START Task inputs
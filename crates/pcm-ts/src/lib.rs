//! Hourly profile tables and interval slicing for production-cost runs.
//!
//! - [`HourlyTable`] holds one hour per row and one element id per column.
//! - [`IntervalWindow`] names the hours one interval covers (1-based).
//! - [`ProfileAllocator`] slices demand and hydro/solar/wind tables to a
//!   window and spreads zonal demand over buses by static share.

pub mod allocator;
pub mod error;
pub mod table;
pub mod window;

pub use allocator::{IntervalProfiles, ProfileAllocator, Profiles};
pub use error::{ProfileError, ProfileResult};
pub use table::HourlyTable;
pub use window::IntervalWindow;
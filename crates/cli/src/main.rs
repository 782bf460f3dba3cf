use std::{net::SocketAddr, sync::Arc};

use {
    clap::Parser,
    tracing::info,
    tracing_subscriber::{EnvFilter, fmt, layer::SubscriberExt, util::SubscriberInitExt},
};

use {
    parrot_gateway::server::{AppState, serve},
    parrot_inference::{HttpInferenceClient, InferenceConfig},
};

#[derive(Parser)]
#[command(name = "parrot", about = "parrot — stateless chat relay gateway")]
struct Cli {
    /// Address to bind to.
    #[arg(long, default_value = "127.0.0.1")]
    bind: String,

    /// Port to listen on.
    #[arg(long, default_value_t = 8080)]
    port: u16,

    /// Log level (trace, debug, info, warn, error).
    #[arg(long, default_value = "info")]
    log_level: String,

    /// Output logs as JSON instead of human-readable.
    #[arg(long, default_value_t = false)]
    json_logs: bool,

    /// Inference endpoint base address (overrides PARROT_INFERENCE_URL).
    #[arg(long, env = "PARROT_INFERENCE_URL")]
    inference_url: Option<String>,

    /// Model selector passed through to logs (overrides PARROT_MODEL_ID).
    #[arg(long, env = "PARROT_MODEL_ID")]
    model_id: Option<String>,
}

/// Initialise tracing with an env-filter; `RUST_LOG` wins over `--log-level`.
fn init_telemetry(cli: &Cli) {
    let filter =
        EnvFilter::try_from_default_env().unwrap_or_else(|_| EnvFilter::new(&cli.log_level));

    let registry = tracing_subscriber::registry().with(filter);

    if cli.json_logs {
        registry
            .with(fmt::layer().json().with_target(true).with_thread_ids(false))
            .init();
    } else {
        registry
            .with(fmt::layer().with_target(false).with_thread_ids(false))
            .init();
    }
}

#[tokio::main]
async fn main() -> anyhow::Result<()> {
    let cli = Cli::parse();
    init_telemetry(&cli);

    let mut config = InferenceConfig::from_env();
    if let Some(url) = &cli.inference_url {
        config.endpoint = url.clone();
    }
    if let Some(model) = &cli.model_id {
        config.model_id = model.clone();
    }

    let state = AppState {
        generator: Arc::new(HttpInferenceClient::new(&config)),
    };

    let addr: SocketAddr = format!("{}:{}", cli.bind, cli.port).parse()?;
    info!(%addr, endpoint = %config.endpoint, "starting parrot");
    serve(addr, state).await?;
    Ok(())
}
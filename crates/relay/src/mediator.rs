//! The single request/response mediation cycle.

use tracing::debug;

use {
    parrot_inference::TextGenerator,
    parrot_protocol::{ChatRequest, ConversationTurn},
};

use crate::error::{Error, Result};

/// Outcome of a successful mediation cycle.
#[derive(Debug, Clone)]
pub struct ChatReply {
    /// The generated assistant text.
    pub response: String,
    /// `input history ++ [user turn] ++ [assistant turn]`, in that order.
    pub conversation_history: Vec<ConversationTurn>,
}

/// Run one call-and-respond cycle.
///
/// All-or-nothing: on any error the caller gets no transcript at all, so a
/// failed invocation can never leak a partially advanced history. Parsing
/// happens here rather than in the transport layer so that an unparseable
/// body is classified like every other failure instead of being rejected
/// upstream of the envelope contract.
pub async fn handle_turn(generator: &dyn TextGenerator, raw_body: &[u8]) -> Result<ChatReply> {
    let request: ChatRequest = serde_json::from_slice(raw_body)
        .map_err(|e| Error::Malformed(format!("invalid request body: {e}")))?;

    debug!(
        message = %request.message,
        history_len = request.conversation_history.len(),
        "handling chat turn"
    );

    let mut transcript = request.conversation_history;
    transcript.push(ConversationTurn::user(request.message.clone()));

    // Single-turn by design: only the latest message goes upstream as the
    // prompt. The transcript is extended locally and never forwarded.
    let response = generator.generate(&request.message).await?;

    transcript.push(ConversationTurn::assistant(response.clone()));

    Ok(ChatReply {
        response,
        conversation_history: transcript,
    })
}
END Task inputs
In the listing above, how many of the lines contain the string "async"? Respond with the number alone.

2